Discussão sobre aborto não pode ser interrompida por mentiras e distorções

Imagine entrar em seu perfil no Facebook, Twitter ou Instagram e topar com milhares de comentários agressivos, xingamentos e até ameaças. Tudo por causa de uma postagem com informações verdadeiras, retiradas de fontes confiáveis como a ONU (Organização das Nações Unidas) e as leis brasileiras. Pesado, não?

Aí você descobre que as pessoas não estão falando da sua publicação. Elas estão te atacando porque alguém mentiu sobre seu texto, dizendo que é algo diferente do que ele de fato é.

Foi o que aconteceu há alguns dias com as jornalistas da revista AzMina. Depois de o site publicar uma reportagem sobre aborto, as contas da revista, das repórteres e das editoras nas redes sociais receberam enxurradas de mensagens. De xingamentos (que nem dá para reproduzir sem tornar este texto impróprio para menores) até acusações de crime e ameaças.

O texto da revista traz apenas informações, como qualquer reportagem. Informa quais são as condições em que a lei brasileira permite fazer um aborto e quais são as recomendações da Organização Mundial da Saúde (OMS, um órgão da ONU) para a realização de um aborto seguro. Simples e claro.

Só que a reportagem virou munição para influenciadores digitais que se dizem defensores de valores familiares. Em postagens cheias de exclamações e indignação, bradaram a seus milhares de seguidores que a reportagem de AzMina é “propaganda do aborto”, um “manual de como fazer aborto”.

Daí para as jornalistas virarem “defensoras do assassinato de crianças” e “criminosas” merecedoras de todo tipo de ofensa foi um pulo. Não importava mais que o texto da revista não diz que as mulheres devem abortar, não ensina a fazer um aborto nem manda ninguém assassinar criança alguma.

Não importou nem para a ministra dos Direitos Humanos, que usou seu Twitter para acusar as jornalistas de criminosas e usou o cargo para encaminhar uma denúncia sem sentido ao Ministério Público Federal.

O aborto é um tema espinhoso. Há quem seja contra em qualquer hipótese, há quem ache que deve ser permitido só em alguns casos, há quem defenda que seja liberado para quem quiser. Em meio a isso tudo, é fundamental lembrar: trata-se de um assunto de saúde pública, mais do que de crenças pessoais.
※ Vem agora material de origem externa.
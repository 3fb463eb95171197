//! Backing object store abstraction.
//!
//! Everything that touches durable storage goes through the [`BlobStore`]
//! trait, so the batch engine and the HTTP handlers can be driven by the
//! S3 implementation in production and by in-memory stores in tests.
//!
//! ```text
//! ┌─────────────────────────────────────────┐
//! │     HTTP handlers / BatchExecutor       │
//! └────────────────────┬────────────────────┘
//!                      │  Arc<S: BlobStore>
//!                      ▼
//! ┌─────────────────────────────────────────┐
//! │              S3BlobStore                │
//! │   (aws-sdk-s3, MinIO or AWS S3)         │
//! └─────────────────────────────────────────┘
//! ```

mod s3;

use std::time::Duration;

use async_trait::async_trait;
use bytes::Bytes;
use tracing::debug;

use crate::error::StoreError;

pub use s3::{create_s3_client, normalize_endpoint, S3BlobStore, S3ClientOptions};

/// Content type used when neither the client nor the store supplies one.
pub const DEFAULT_CONTENT_TYPE: &str = "application/octet-stream";

/// Number of stat attempts on the single-object read path.
pub const STAT_ATTEMPTS: u32 = 3;

/// Fixed delay between stat attempts.
pub const STAT_RETRY_DELAY: Duration = Duration::from_millis(50);

// =============================================================================
// Types
// =============================================================================

/// Object metadata as reported by the store.
#[derive(Debug, Clone, PartialEq, Eq)]
pub struct ObjectMeta {
    /// Object size in bytes
    pub size: u64,

    /// Content type recorded at upload time, if any
    pub content_type: Option<String>,
}

impl ObjectMeta {
    /// Content type, falling back to `application/octet-stream`.
    pub fn content_type_or_default(&self) -> &str {
        match self.content_type.as_deref() {
            Some(ct) if !ct.is_empty() => ct,
            _ => DEFAULT_CONTENT_TYPE,
        }
    }
}

/// A fully read object.
#[derive(Debug, Clone)]
pub struct StoredObject {
    pub data: Bytes,
    pub meta: ObjectMeta,
}

// =============================================================================
// BlobStore Trait
// =============================================================================

/// Bucket + key addressed blob storage.
///
/// Implementations must be safe for concurrent use: one handle is shared by
/// every task of a batch.
#[async_trait]
pub trait BlobStore: Send + Sync {
    /// Read a whole object.
    async fn fetch(&self, bucket: &str, key: &str) -> Result<StoredObject, StoreError>;

    /// Write an object, replacing any existing one.
    async fn put(
        &self,
        bucket: &str,
        key: &str,
        data: Bytes,
        content_type: &str,
    ) -> Result<(), StoreError>;

    /// Remove an object.
    ///
    /// Stores that can tell return [`StoreError::NotFound`] for missing keys;
    /// callers treat that as an already-completed delete.
    async fn delete(&self, bucket: &str, key: &str) -> Result<(), StoreError>;

    /// List every key under `prefix` (recursive).
    async fn list(&self, bucket: &str, prefix: Option<&str>) -> Result<Vec<String>, StoreError>;

    /// Read object metadata without the body.
    async fn stat(&self, bucket: &str, key: &str) -> Result<ObjectMeta, StoreError>;
}

/// Stat an object, retrying the transient access-denied failure.
///
/// Up to [`STAT_ATTEMPTS`] attempts with [`STAT_RETRY_DELAY`] between them.
/// Any other error is returned after the first attempt.
pub async fn stat_with_retry<S>(store: &S, bucket: &str, key: &str) -> Result<ObjectMeta, StoreError>
where
    S: BlobStore + ?Sized,
{
    let mut attempt = 1;
    loop {
        match store.stat(bucket, key).await {
            Ok(meta) => return Ok(meta),
            Err(e) if e.is_transient() && attempt < STAT_ATTEMPTS => {
                debug!(bucket, key, attempt, error = %e, "Transient stat failure, retrying");
                attempt += 1;
                tokio::time::sleep(STAT_RETRY_DELAY).await;
            }
            Err(e) => return Err(e),
        }
    }
}

// =============================================================================
// Key Helpers
// =============================================================================

/// Join key segments with `/`.
///
/// Leading and trailing separators of every segment are dropped, empty
/// segments are skipped and runs of `/` inside a segment collapse to one.
pub fn join_key(segments: &[&str]) -> String {
    segments
        .iter()
        .flat_map(|segment| segment.split('/'))
        .filter(|part| !part.is_empty())
        .collect::<Vec<_>>()
        .join("/")
}

/// Split a comma-separated list, trimming every entry.
///
/// Empty entries are kept so positions still line up with other lists.
pub fn split_list(raw: &str) -> Vec<String> {
    raw.split(',').map(|s| s.trim().to_string()).collect()
}
//! Image normalization for uploads.
//!
//! ```text
//!   raw bytes + filename
//!          │
//!          ▼
//!   ┌──────────────┐  svg   ┌──────────────────────┐
//!   │ vector check ├───────►│ pass through as-is   │
//!   └──────┬───────┘        └──────────────────────┘
//!          │ raster
//!          ▼
//!   ┌──────────────┐  fail  ┌──────────────────────┐
//!   │    decode    ├───────►│ raw, octet-stream    │
//!   └──────┬───────┘        └──────────────────────┘
//!          ▼
//!   ┌──────────────┐  fail  ┌──────────────────────┐  fail
//!   │ fit + encode ├───────►│ encode original      ├───────► raw
//!   └──────┬───────┘        └──────────┬───────────┘
//!          ▼                           ▼
//!      image/jpeg                  image/jpeg
//! ```

mod normalizer;

pub use normalizer::{
    extension_or_bin, fit_within, is_vector, ImageNormalizer, NormalizedImage, JPEG_CONTENT_TYPE,
    MAX_IMAGE_HEIGHT, MAX_IMAGE_WIDTH, NORMALIZED_JPEG_QUALITY, SVG_CONTENT_TYPE,
};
Mulheres que foram estupradas e que podem fazer aborto de acordo com a lei não têm acesso a esse serviço na rede pública e apelam a receitas caseiras, remédios ou outros métodos que podem deixá-las doentes ou até matá-las. As complicações por abortos realizados sem apoio médico adequado custaram cerca de R$ 500 milhões para o SUS em 10 anos. É questão de política pública, de interesse de todos.
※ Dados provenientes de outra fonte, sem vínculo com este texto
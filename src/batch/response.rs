//! Aggregate responses for finished batches.
//!
//! Batch fetches are returned as one `multipart/mixed` body with a part per
//! object found. Mutations are summarised as JSON, one entry per submitted
//! item in submission order.

use bytes::{BufMut, Bytes, BytesMut};
use serde::Serialize;
use tracing::{debug, info};
use uuid::Uuid;

use super::item::{BatchOutcome, ItemResult};

// =============================================================================
// multipart/mixed
// =============================================================================

/// An assembled `multipart/mixed` body.
#[derive(Debug, Clone)]
pub struct MultipartBody {
    pub boundary: String,
    pub body: Bytes,

    /// Number of parts written
    pub parts: usize,

    /// Items left out because they failed or were skipped
    pub omitted: usize,
}

impl MultipartBody {
    /// Value for the `Content-Type` header.
    pub fn content_type(&self) -> String {
        format!("multipart/mixed; boundary={}", self.boundary)
    }
}

/// Build the response body for a fetch batch.
///
/// Every successful item becomes one part named after its key. Failed items
/// are left out and only counted.
pub fn assemble_fetch(outcome: BatchOutcome) -> MultipartBody {
    assemble_fetch_with_boundary(outcome, Uuid::new_v4().simple().to_string())
}

/// [`assemble_fetch`] with a caller-chosen boundary.
pub fn assemble_fetch_with_boundary(outcome: BatchOutcome, boundary: String) -> MultipartBody {
    let mut body = BytesMut::new();
    let mut parts = 0usize;
    let mut omitted = 0usize;

    for result in outcome.results {
        let ItemResult {
            key,
            ok,
            payload,
            content_type,
            ..
        } = result;

        let Some(payload) = payload.filter(|_| ok) else {
            omitted += 1;
            continue;
        };

        if parts == 0 {
            body.put_slice(format!("--{}\r\n", boundary).as_bytes());
        } else {
            body.put_slice(format!("\r\n--{}\r\n", boundary).as_bytes());
        }

        let name = quoted_param(&key);
        body.put_slice(
            format!(
                "Content-Disposition: form-data; name=\"{}\"; filename=\"{}\"\r\n",
                name, name
            )
            .as_bytes(),
        );
        body.put_slice(
            format!(
                "Content-Type: {}\r\n\r\n",
                header_text(content_type.as_deref().unwrap_or(crate::store::DEFAULT_CONTENT_TYPE))
            )
            .as_bytes(),
        );
        body.put_slice(&payload);
        parts += 1;
    }

    if parts == 0 {
        body.put_slice(format!("--{}--\r\n", boundary).as_bytes());
    } else {
        body.put_slice(format!("\r\n--{}--\r\n", boundary).as_bytes());
    }

    if omitted > 0 {
        info!(parts, omitted, "Batch fetch omitted failed items");
    } else {
        debug!(parts, "Assembled batch fetch body");
    }

    MultipartBody {
        boundary,
        body: body.freeze(),
        parts,
        omitted,
    }
}

fn quoted_param(s: &str) -> String {
    header_text(s).replace('\\', "\\\\").replace('"', "\\\"")
}

/// Part header text with control characters blanked, so keys carrying CR or
/// LF cannot end the header block early.
fn header_text(s: &str) -> String {
    s.chars()
        .map(|c| if c.is_control() { ' ' } else { c })
        .collect()
}

// =============================================================================
// JSON summaries
// =============================================================================

/// Per-item entry of a mutation summary.
#[derive(Debug, Clone, PartialEq, Eq, Serialize)]
pub struct MutationEntry {
    pub key: String,
    pub ok: bool,
    #[serde(skip_serializing_if = "Option::is_none")]
    pub error: Option<String>,
}

impl From<&ItemResult> for MutationEntry {
    fn from(result: &ItemResult) -> Self {
        Self {
            key: result.key.clone(),
            ok: result.ok,
            error: result.error.clone(),
        }
    }
}

/// Summary of an upload or delete batch.
///
/// Serializes as `{"uploaded": [...]}` or `{"deleted": [...]}`.
#[derive(Debug, Clone, PartialEq, Eq, Serialize)]
#[serde(rename_all = "lowercase")]
pub enum MutationSummary {
    Uploaded(Vec<MutationEntry>),
    Deleted(Vec<MutationEntry>),
}

impl MutationSummary {
    pub fn uploaded(outcome: &BatchOutcome) -> Self {
        Self::Uploaded(outcome.results.iter().map(MutationEntry::from).collect())
    }

    pub fn deleted(outcome: &BatchOutcome) -> Self {
        Self::Deleted(outcome.results.iter().map(MutationEntry::from).collect())
    }

    /// Entries in submission order.
    pub fn entries(&self) -> &[MutationEntry] {
        match self {
            Self::Uploaded(entries) | Self::Deleted(entries) => entries,
        }
    }
}

/// One stored image reported back to the uploader.
#[derive(Debug, Clone, PartialEq, Eq, Serialize)]
pub struct InsertedImage {
    /// Correlation id (empty when none was supplied)
    pub id: String,

    /// Folder-relative path the image was stored under
    pub img_path: String,
}

/// Response body of the image upload endpoint.
#[derive(Debug, Clone, PartialEq, Eq, Serialize)]
pub struct ImageUploadSummary {
    #[serde(skip_serializing_if = "Option::is_none")]
    pub msg: Option<String>,

    pub inserted: Vec<InsertedImage>,

    /// Client paths whose objects were actually removed
    pub deleted: Vec<String>,
}

impl ImageUploadSummary {
    /// Summary for a request that carried neither files nor deletions.
    pub fn nothing_to_do() -> Self {
        Self {
            msg: Some("No files to upload or delete".to_string()),
            inserted: Vec::new(),
            deleted: Vec::new(),
        }
    }
}

// =============================================================================
// Tests
// =============================================================================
Justamente por isso, o aborto precisa ser discutido. E só é possível fazer bons debates com informações como as publicadas pela AzMina e outros veículos jornalísticos. Mas se grupos e pessoas distorcerem fatos para gerar ataques aos jornalistas sempre que meios de comunicação tocarem nesse assunto, a discussão é que será abortada. Junto com a saúde pública de qualidade para todas as mulheres.